+++ Material for the task

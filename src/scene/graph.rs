use std::{fmt, sync::Arc};

use crate::{
    assets::{
        image_layer::{ImageCompositionLayer, ImageLayerId, ImageLayerModel},
        provider::{ImageAsset, ImageProvider, LayerImageProvider, NoImageProvider},
    },
    foundation::core::{Frame, Size},
    foundation::error::{AnimGraphError, AnimGraphResult},
    nodes::graph::NodeGraph,
    render::{layer::ShapeRenderLayer, renderable::Renderable},
    scene::opts::SceneOpts,
    text::{
        fonts::FontList,
        layer::{TextCompositionLayer, TextLayerModel},
        measure::{ParleyMeasurer, TextMeasurer},
        provider::{DefaultTextProvider, TextProvider},
    },
};

/// Layer of a scene, by kind and position.
#[derive(Clone, Copy, Debug, PartialEq, Eq, Hash)]
pub enum LayerRef {
    /// Shape layer index.
    Shape(usize),
    /// Text layer index.
    Text(usize),
    /// Image layer id.
    Image(ImageLayerId),
}

/// Observer notified when a layer's contents change or its animation is removed.
pub trait LayerDependency {
    /// `layer` rebuilt its contents for `frame`.
    fn layer_updated(&mut self, layer: LayerRef, frame: Frame);

    /// `layer` was removed from the scene.
    fn layer_animation_removed(&mut self, layer: LayerRef);
}

/// What one [`SceneGraph::update`] call did.
#[derive(Clone, Copy, Debug, Default, PartialEq, Eq)]
pub struct SceneUpdate {
    /// Image assignments applied before traversal.
    pub images_applied: usize,
    /// Shape layers whose contents were rebuilt.
    pub shapes_rebuilt: usize,
    /// Text layers that ran layout.
    pub texts_laid_out: usize,
}

impl SceneUpdate {
    /// Whether nothing changed.
    pub fn is_idle(&self) -> bool {
        *self == Self::default()
    }
}

/// Builds a [`SceneGraph`].
///
/// Nodes are added to the arena through [`SceneGraphBuilder::graph_mut`]; renderers bound to
/// those nodes become shape layers.
pub struct SceneGraphBuilder {
    opts: SceneOpts,
    graph: NodeGraph,
    renderers: Vec<Box<dyn Renderable>>,
    texts: Vec<TextLayerModel>,
    images: Vec<ImageLayerModel>,
    assets: Option<Vec<ImageAsset>>,
    image_provider: Arc<dyn ImageProvider>,
    text_provider: Arc<dyn TextProvider>,
    fonts: Option<Arc<FontList>>,
    measurer: Option<Box<dyn TextMeasurer>>,
    dependencies: Vec<Box<dyn LayerDependency>>,
}

impl fmt::Debug for SceneGraphBuilder {
    fn fmt(&self, f: &mut fmt::Formatter<'_>) -> fmt::Result {
        f.debug_struct("SceneGraphBuilder")
            .field("opts", &self.opts)
            .field("nodes", &self.graph.len())
            .field("renderers", &self.renderers.len())
            .field("texts", &self.texts.len())
            .field("images", &self.images.len())
            .finish_non_exhaustive()
    }
}

impl SceneGraphBuilder {
    /// Empty scene with `opts`.
    pub fn new(opts: SceneOpts) -> Self {
        Self {
            opts,
            graph: NodeGraph::new(),
            renderers: Vec::new(),
            texts: Vec::new(),
            images: Vec::new(),
            assets: None,
            image_provider: Arc::new(NoImageProvider),
            text_provider: Arc::new(DefaultTextProvider),
            fonts: None,
            measurer: None,
            dependencies: Vec::new(),
        }
    }

    /// Node arena the scene's shape layers read from.
    pub fn graph_mut(&mut self) -> &mut NodeGraph {
        &mut self.graph
    }

    /// Add a shape layer drawing `renderer`.
    pub fn add_shape_layer(&mut self, renderer: impl Renderable + 'static) -> LayerRef {
        self.renderers.push(Box::new(renderer));
        LayerRef::Shape(self.renderers.len() - 1)
    }

    /// Add a text layer.
    pub fn add_text_layer(&mut self, model: TextLayerModel) -> LayerRef {
        self.texts.push(model);
        LayerRef::Text(self.texts.len() - 1)
    }

    /// Add an image layer.
    pub fn add_image_layer(&mut self, model: ImageLayerModel) -> LayerRef {
        self.images.push(model);
        LayerRef::Image(ImageLayerId((self.images.len() - 1) as u32))
    }

    /// Image assets image layers may refer to.
    pub fn with_image_assets(mut self, assets: Vec<ImageAsset>) -> Self {
        self.assets = Some(assets);
        self
    }

    /// Image provider.
    pub fn with_image_provider(mut self, provider: Arc<dyn ImageProvider>) -> Self {
        self.image_provider = provider;
        self
    }

    /// Text provider shared by every text layer.
    pub fn with_text_provider(mut self, provider: Arc<dyn TextProvider>) -> Self {
        self.text_provider = provider;
        self
    }

    /// Font list shared by every text layer.
    pub fn with_fonts(mut self, fonts: FontList) -> Self {
        self.fonts = Some(Arc::new(fonts));
        self
    }

    /// Text measurer; defaults to a [`ParleyMeasurer`].
    pub fn with_measurer(mut self, measurer: Box<dyn TextMeasurer>) -> Self {
        self.measurer = Some(measurer);
        self
    }

    /// Register a layer dependency.
    pub fn with_dependency(mut self, dependency: Box<dyn LayerDependency>) -> Self {
        self.dependencies.push(dependency);
        self
    }

    /// Build the scene and start the first image reload pass.
    pub fn build(self) -> AnimGraphResult<SceneGraph> {
        if !(self.opts.render_scale.is_finite() && self.opts.render_scale > 0.0) {
            return Err(AnimGraphError::validation(
                "render scale must be finite and > 0",
            ));
        }
        for renderer in &self.renderers {
            if self.graph.node(renderer.node()).is_none() {
                return Err(AnimGraphError::validation(format!(
                    "renderer bound to unknown node {}",
                    renderer.node().index()
                )));
            }
        }

        let shape_layers = self
            .renderers
            .into_iter()
            .map(|renderer| {
                ShapeRenderLayer::new(
                    renderer,
                    self.opts.shape_backend,
                    self.opts.canvas,
                    self.opts.canvas_opts(),
                )
            })
            .collect::<AnimGraphResult<Vec<_>>>()?;

        let text_layers = self
            .texts
            .into_iter()
            .map(|model| {
                let mut layer = TextCompositionLayer::new(
                    model,
                    Arc::clone(&self.text_provider),
                    self.fonts.clone(),
                );
                layer.set_render_scale(self.opts.render_scale);
                layer
            })
            .collect();

        let size = Size::new(
            f64::from(self.opts.canvas.width),
            f64::from(self.opts.canvas.height),
        );
        let image_layers: Vec<ImageCompositionLayer> = self
            .images
            .into_iter()
            .enumerate()
            .map(|(i, model)| ImageCompositionLayer::new(ImageLayerId(i as u32), model, size))
            .collect();
        let mut images = LayerImageProvider::new(self.image_provider, self.assets);
        images.add_image_layers(&image_layers);
        images.reload_images();

        let measurer = self
            .measurer
            .unwrap_or_else(|| Box::new(ParleyMeasurer::new(self.opts.measure)));

        Ok(SceneGraph {
            opts: self.opts,
            graph: self.graph,
            shape_layers,
            text_layers,
            image_layers,
            images,
            measurer,
            dependencies: self.dependencies,
        })
    }
}

/// Scene of shape, text and image layers over one node arena.
///
/// Owned by the render thread; every per-frame operation takes `&mut self`.
pub struct SceneGraph {
    opts: SceneOpts,
    graph: NodeGraph,
    shape_layers: Vec<ShapeRenderLayer>,
    text_layers: Vec<TextCompositionLayer>,
    image_layers: Vec<ImageCompositionLayer>,
    images: LayerImageProvider,
    measurer: Box<dyn TextMeasurer>,
    dependencies: Vec<Box<dyn LayerDependency>>,
}

impl fmt::Debug for SceneGraph {
    fn fmt(&self, f: &mut fmt::Formatter<'_>) -> fmt::Result {
        f.debug_struct("SceneGraph")
            .field("opts", &self.opts)
            .field("nodes", &self.graph.len())
            .field("shape_layers", &self.shape_layers.len())
            .field("text_layers", &self.text_layers.len())
            .field("image_layers", &self.image_layers.len())
            .finish_non_exhaustive()
    }
}

impl SceneGraph {
    /// Scene options.
    pub fn opts(&self) -> &SceneOpts {
        &self.opts
    }

    /// Node arena.
    pub fn graph(&self) -> &NodeGraph {
        &self.graph
    }

    /// Mutable node arena, for transform and enablement changes between frames.
    pub fn graph_mut(&mut self) -> &mut NodeGraph {
        &mut self.graph
    }

    /// Shape layers in insertion order.
    pub fn shape_layers(&self) -> &[ShapeRenderLayer] {
        &self.shape_layers
    }

    /// Mutable shape layer, for canvas readback.
    pub fn shape_layer_mut(&mut self, index: usize) -> Option<&mut ShapeRenderLayer> {
        self.shape_layers.get_mut(index)
    }

    /// Text layers in insertion order.
    pub fn text_layers(&self) -> &[TextCompositionLayer] {
        &self.text_layers
    }

    /// Image layers in insertion order.
    pub fn image_layers(&self) -> &[ImageCompositionLayer] {
        &self.image_layers
    }

    /// Image binding.
    pub fn image_binding(&self) -> &LayerImageProvider {
        &self.images
    }

    /// Bring every layer up to date for `frame`.
    ///
    /// Pending image assignments are applied first, then shape layers are polled and rebuilt,
    /// then text layers run layout.
    #[tracing::instrument(skip(self, frame), fields(frame = frame.as_f64()))]
    pub fn update(&mut self, frame: Frame) -> SceneUpdate {
        let mut out = SceneUpdate {
            images_applied: self.images.apply_pending(&mut self.image_layers),
            ..SceneUpdate::default()
        };

        for (i, layer) in self.shape_layers.iter_mut().enumerate() {
            if layer.update(&mut self.graph, frame) {
                out.shapes_rebuilt += 1;
                notify_updated(&mut self.dependencies, LayerRef::Shape(i), frame);
            }
        }

        for (i, layer) in self.text_layers.iter_mut().enumerate() {
            if layer.display_contents(frame, false, self.measurer.as_mut()) {
                out.texts_laid_out += 1;
                notify_updated(&mut self.dependencies, LayerRef::Text(i), frame);
            }
        }

        tracing::trace!(?out, "scene updated");
        out
    }

    /// Replace the image provider and start a reload pass.
    pub fn set_image_provider(&mut self, provider: Arc<dyn ImageProvider>) {
        self.images.set_image_provider(provider);
    }

    /// Block until every image reload pass has been applied; returns how many assignments were.
    pub fn wait_for_images(&mut self) -> usize {
        self.images.wait_for_reloads(&mut self.image_layers)
    }

    /// Replace the text provider of every text layer; each redisplays its last frame.
    pub fn set_text_provider(&mut self, provider: Arc<dyn TextProvider>) {
        for layer in &mut self.text_layers {
            layer.set_text_provider(Arc::clone(&provider), self.measurer.as_mut());
        }
    }

    /// Propagate a new render scale to the text surfaces.
    pub fn set_render_scale(&mut self, scale: f64) {
        self.opts.render_scale = scale;
        for layer in &mut self.text_layers {
            layer.set_render_scale(scale);
        }
    }

    /// Remove `layer` and notify dependencies. Later layers of the same kind shift down by one.
    pub fn remove_layer(&mut self, layer: LayerRef) -> bool {
        let removed = match layer {
            LayerRef::Shape(i) if i < self.shape_layers.len() => {
                self.shape_layers.remove(i);
                true
            }
            LayerRef::Text(i) if i < self.text_layers.len() => {
                self.text_layers.remove(i);
                true
            }
            LayerRef::Image(id) => {
                let before = self.image_layers.len();
                self.image_layers.retain(|l| l.id() != id);
                self.images.remove_image_layer(id);
                before != self.image_layers.len()
            }
            _ => false,
        };
        if removed {
            tracing::debug!(?layer, "layer removed");
            for dependency in &mut self.dependencies {
                dependency.layer_animation_removed(layer);
            }
        }
        removed
    }
}

fn notify_updated(dependencies: &mut [Box<dyn LayerDependency>], layer: LayerRef, frame: Frame) {
    for dependency in dependencies {
        dependency.layer_updated(layer, frame);
    }
}

#[cfg(test)]
#[path = "../../tests/unit/scene/graph.rs"]
mod tests;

++++++

What you need to do: Please count how many lines of the material above include the string "first", then give that number alone.

Reply: 2